Indeed, debut album Lies, out on bastion of leftfield brilliance Lex, throws out disco with keyboards and Moogs, but it’s pole-axed by their love of throwing devil horns. And single ‘We’re Back’ may borrow from the past, but it still sounds like the future.
“‘We’re Back’ is a song about the ghosts of Italo returning from the disco to the radio,” explains Ali. “There are a few lyrical themes throughout the album, but this is one of the tracks that compares the stale standard of music today with music of the past.”
However smart the album is, you’ll need to see Heartbreak on stage to really make sense of the duo. At the Field Day festival in August, pure camp, metal and theatrics were mashed effortlessly together, and a tent full of poppers-ingesting loons bounced hard, despite the pissing rain and the omni-present sniffer dogs. As they say, playing live gives them a chance to break out of the blogosphere and into the ears of real people.
“Our first performance was at a house party, but the live element has always been there,” says Sebastian. “We’ve played together since the start.”

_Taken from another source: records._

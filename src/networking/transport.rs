// Copyright (c) 2026 Quorumcast
// Licensed under the Apache License, Version 2.0 (the "License");
// you may not use this file except in compliance with the License.
// You may obtain a copy of the License at
//     http://www.apache.org/licenses/LICENSE-2.0
// Unless required by applicable law or agreed to in writing, software
// distributed under the License is distributed on an "AS IS" BASIS,
// WITHOUT WARRANTIES OR CONDITIONS OF ANY KIND, either express or implied.
// See the License for the specific language governing permissions and
// limitations under the License.

#![forbid(unsafe_code)]
#![warn(missing_docs)]

//! TCP transport: length-prefixed frames over per-peer connections.
//!
//! The node listens on its configured address and dials every peer;
//! whichever direction completes first, both sides announce themselves
//! with an ACK and the engine registers the first connection per peer.
//! Each socket gets a reader task (frames in, decoded, forwarded to the
//! engine) and a writer task draining a bounded queue of encoded frames.

use std::collections::HashMap;
use std::io;
use std::net::SocketAddr;
use std::sync::atomic::{AtomicU64, Ordering};
use std::sync::Arc;
use std::time::Duration;

use tokio::io::{AsyncReadExt, AsyncWriteExt};
use tokio::net::tcp::{OwnedReadHalf, OwnedWriteHalf};
use tokio::net::{TcpListener, TcpStream};
use tokio::sync::mpsc;
use tracing::{debug, info, warn};

use crate::core::broadcast::engine::EngineEvent;
use crate::core::types::NodeId;
use crate::monitoring::metrics::Metrics;
use crate::networking::codec::{Frame, MAX_FRAME_LEN};

/// Identifier of one transport connection (not a peer: a peer may
/// briefly have two, one per dial direction).
pub type ConnId = u64;

/// Handle for queueing encoded frames onto a connection's writer task.
pub type OutboundTx = mpsc::Sender<Vec<u8>>;

/// Registry of live connections and the peer each one was registered
/// under after its ACK.
#[derive(Debug, Default)]
pub struct ConnectionRegistry {
    conns: HashMap<ConnId, OutboundTx>,
    peer_conns: HashMap<NodeId, ConnId>,
}

impl ConnectionRegistry {
    /// Track a new connection's writer handle.
    pub fn insert_conn(&mut self, conn: ConnId, tx: OutboundTx) {
        self.conns.insert(conn, tx);
    }

    /// Bind `peer` to `conn` after its ACK. Returns false if the peer is
    /// already registered (the duplicate connection stays usable for
    /// reads but is never written to) or the connection is unknown.
    pub fn register_peer(&mut self, peer: NodeId, conn: ConnId) -> bool {
        if self.peer_conns.contains_key(&peer) || !self.conns.contains_key(&conn) {
            return false;
        }
        self.peer_conns.insert(peer, conn);
        true
    }

    /// Drop a connection, returning the peer that loses registration.
    pub fn remove_conn(&mut self, conn: ConnId) -> Option<NodeId> {
        self.conns.remove(&conn);
        let peer = self
            .peer_conns
            .iter()
            .find(|(_, c)| **c == conn)
            .map(|(p, _)| *p);
        if let Some(p) = peer {
            self.peer_conns.remove(&p);
        }
        peer
    }

    /// Queue a frame on a specific connection. False if the connection
    /// is gone or its writer queue is full.
    pub fn send_to_conn(&self, conn: ConnId, bytes: Vec<u8>) -> bool {
        self.conns
            .get(&conn)
            .map(|tx| tx.try_send(bytes).is_ok())
            .unwrap_or(false)
    }

    /// Queue a frame to a registered peer.
    pub fn send_to_peer(&self, peer: NodeId, bytes: Vec<u8>) -> bool {
        self.peer_conns
            .get(&peer)
            .map(|conn| self.send_to_conn(*conn, bytes))
            .unwrap_or(false)
    }

    /// Queue a frame to every registered peer. Returns `(sent, dropped)`.
    pub fn broadcast(&self, bytes: &[u8]) -> (usize, usize) {
        let mut sent = 0;
        let mut dropped = 0;
        for conn in self.peer_conns.values() {
            if self.send_to_conn(*conn, bytes.to_vec()) {
                sent += 1;
            } else {
                dropped += 1;
            }
        }
        (sent, dropped)
    }

    /// Number of peers that completed registration.
    pub fn registered_peers(&self) -> usize {
        self.peer_conns.len()
    }

    /// Whether `peer` has a registered connection.
    pub fn is_registered(&self, peer: NodeId) -> bool {
        self.peer_conns.contains_key(&peer)
    }
}

/// Transport parameters.
#[derive(Clone, Debug)]
pub struct TransportConfig {
    /// Local listen address.
    pub listen: SocketAddr,
    /// Remote peer addresses to dial.
    pub peers: Vec<SocketAddr>,
    /// Outbound dial attempts per peer before giving up.
    pub dial_attempts: usize,
    /// Delay between dial attempts.
    pub dial_backoff: Duration,
    /// Writer-queue depth per connection.
    pub writer_queue: usize,
}

impl TransportConfig {
    /// Config with default retry/queue settings.
    pub fn new(listen: SocketAddr, peers: Vec<SocketAddr>) -> Self {
        Self {
            listen,
            peers,
            dial_attempts: 10,
            dial_backoff: Duration::from_secs(1),
            writer_queue: 64,
        }
    }
}

/// Bind the listener and spawn the accept loop plus one dial task per
/// peer. Returns once the listener is bound; a bind failure is a boot
/// error.
pub async fn start(
    cfg: TransportConfig,
    metrics: Arc<Metrics>,
    events: mpsc::Sender<EngineEvent>,
) -> io::Result<()> {
    let listener = TcpListener::bind(cfg.listen).await?;
    info!(addr = %cfg.listen, "listening");

    let ids = Arc::new(AtomicU64::new(0));

    {
        let ids = ids.clone();
        let metrics = metrics.clone();
        let events = events.clone();
        let queue = cfg.writer_queue;
        tokio::spawn(async move {
            loop {
                match listener.accept().await {
                    Ok((stream, addr)) => {
                        debug!(%addr, "inbound connection accepted");
                        spawn_connection(stream, &ids, queue, metrics.clone(), events.clone())
                            .await;
                    }
                    Err(e) => {
                        warn!(err = %e, "accept failed");
                    }
                }
            }
        });
    }

    for addr in cfg.peers {
        let ids = ids.clone();
        let metrics = metrics.clone();
        let events = events.clone();
        let attempts = cfg.dial_attempts;
        let backoff = cfg.dial_backoff;
        let queue = cfg.writer_queue;
        tokio::spawn(async move {
            for attempt in 1..=attempts {
                match TcpStream::connect(addr).await {
                    Ok(stream) => {
                        debug!(%addr, attempt, "outbound connection established");
                        spawn_connection(stream, &ids, queue, metrics, events).await;
                        return;
                    }
                    Err(e) => {
                        debug!(%addr, attempt, err = %e, "dial failed; retrying");
                        tokio::time::sleep(backoff).await;
                    }
                }
            }
            warn!(%addr, "giving up dialing peer");
        });
    }

    Ok(())
}

/// Wire a socket into the engine: announce it, then spawn its writer and
/// reader tasks. The ConnectionUp event is sent before the reader starts
/// so the engine always sees the connection before its first frame.
async fn spawn_connection(
    stream: TcpStream,
    ids: &AtomicU64,
    writer_queue: usize,
    metrics: Arc<Metrics>,
    events: mpsc::Sender<EngineEvent>,
) {
    let _ = stream.set_nodelay(true);
    let conn = ids.fetch_add(1, Ordering::Relaxed);
    let (rd, wr) = stream.into_split();
    let (tx, rx) = mpsc::channel::<Vec<u8>>(writer_queue);

    if events.send(EngineEvent::ConnectionUp { conn, tx }).await.is_err() {
        return;
    }
    tokio::spawn(write_loop(wr, rx));
    tokio::spawn(read_loop(conn, rd, metrics, events));
}

async fn write_loop(mut wr: OwnedWriteHalf, mut rx: mpsc::Receiver<Vec<u8>>) {
    while let Some(bytes) = rx.recv().await {
        let len = (bytes.len() as u32).to_le_bytes();
        if wr.write_all(&len).await.is_err()
            || wr.write_all(&bytes).await.is_err()
            || wr.flush().await.is_err()
        {
            break;
        }
    }
}

async fn read_loop(
    conn: ConnId,
    mut rd: OwnedReadHalf,
    metrics: Arc<Metrics>,
    events: mpsc::Sender<EngineEvent>,
) {
    let mut len_buf = [0u8; 4];
    loop {
        if rd.read_exact(&mut len_buf).await.is_err() {
            break;
        }
        let len = u32::from_le_bytes(len_buf) as usize;
        if len > MAX_FRAME_LEN {
            warn!(conn, len, "oversize frame; dropping connection");
            break;
        }
        let mut buf = vec![0u8; len];
        if rd.read_exact(&mut buf).await.is_err() {
            break;
        }
        match Frame::decode(&buf) {
            Ok(frame) => {
                let ev = EngineEvent::Frame {
                    conn,
                    wire_len: len + 4,
                    frame,
                };
                if events.send(ev).await.is_err() {
                    break;
                }
            }
            Err(e) => {
                metrics.malformed_frame_total.inc();
                warn!(conn, err = %e, "malformed frame dropped");
            }
        }
    }
    let _ = events.send(EngineEvent::ConnectionDown { conn }).await;
}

“It’s definitely not a stagnant robotic experience watching us,” adds Ali, before pausing. “Actually, maybe it is robotic in places. Field Day was wicked. The tent was rammed all the way round with people dancing. It was a great gig, even though the police seemed to be on commission for the number of arrests made that weekend.”
With a tour being lined up, their album just out, and the hype almost reaching boiling point, it seems there’s no stopping this underground, art school Italo-attack. But what about metallo?
“Metallo sums it up: it’s quite neat, but it works in terms of the music we like and the passion and energy our music has. Both metal riffs and Italo disco have the energy we feel we convey when we play together, especially on stage.”
“We are Heartbreak... and it’s perfect,” concludes Sebastian, defiantly.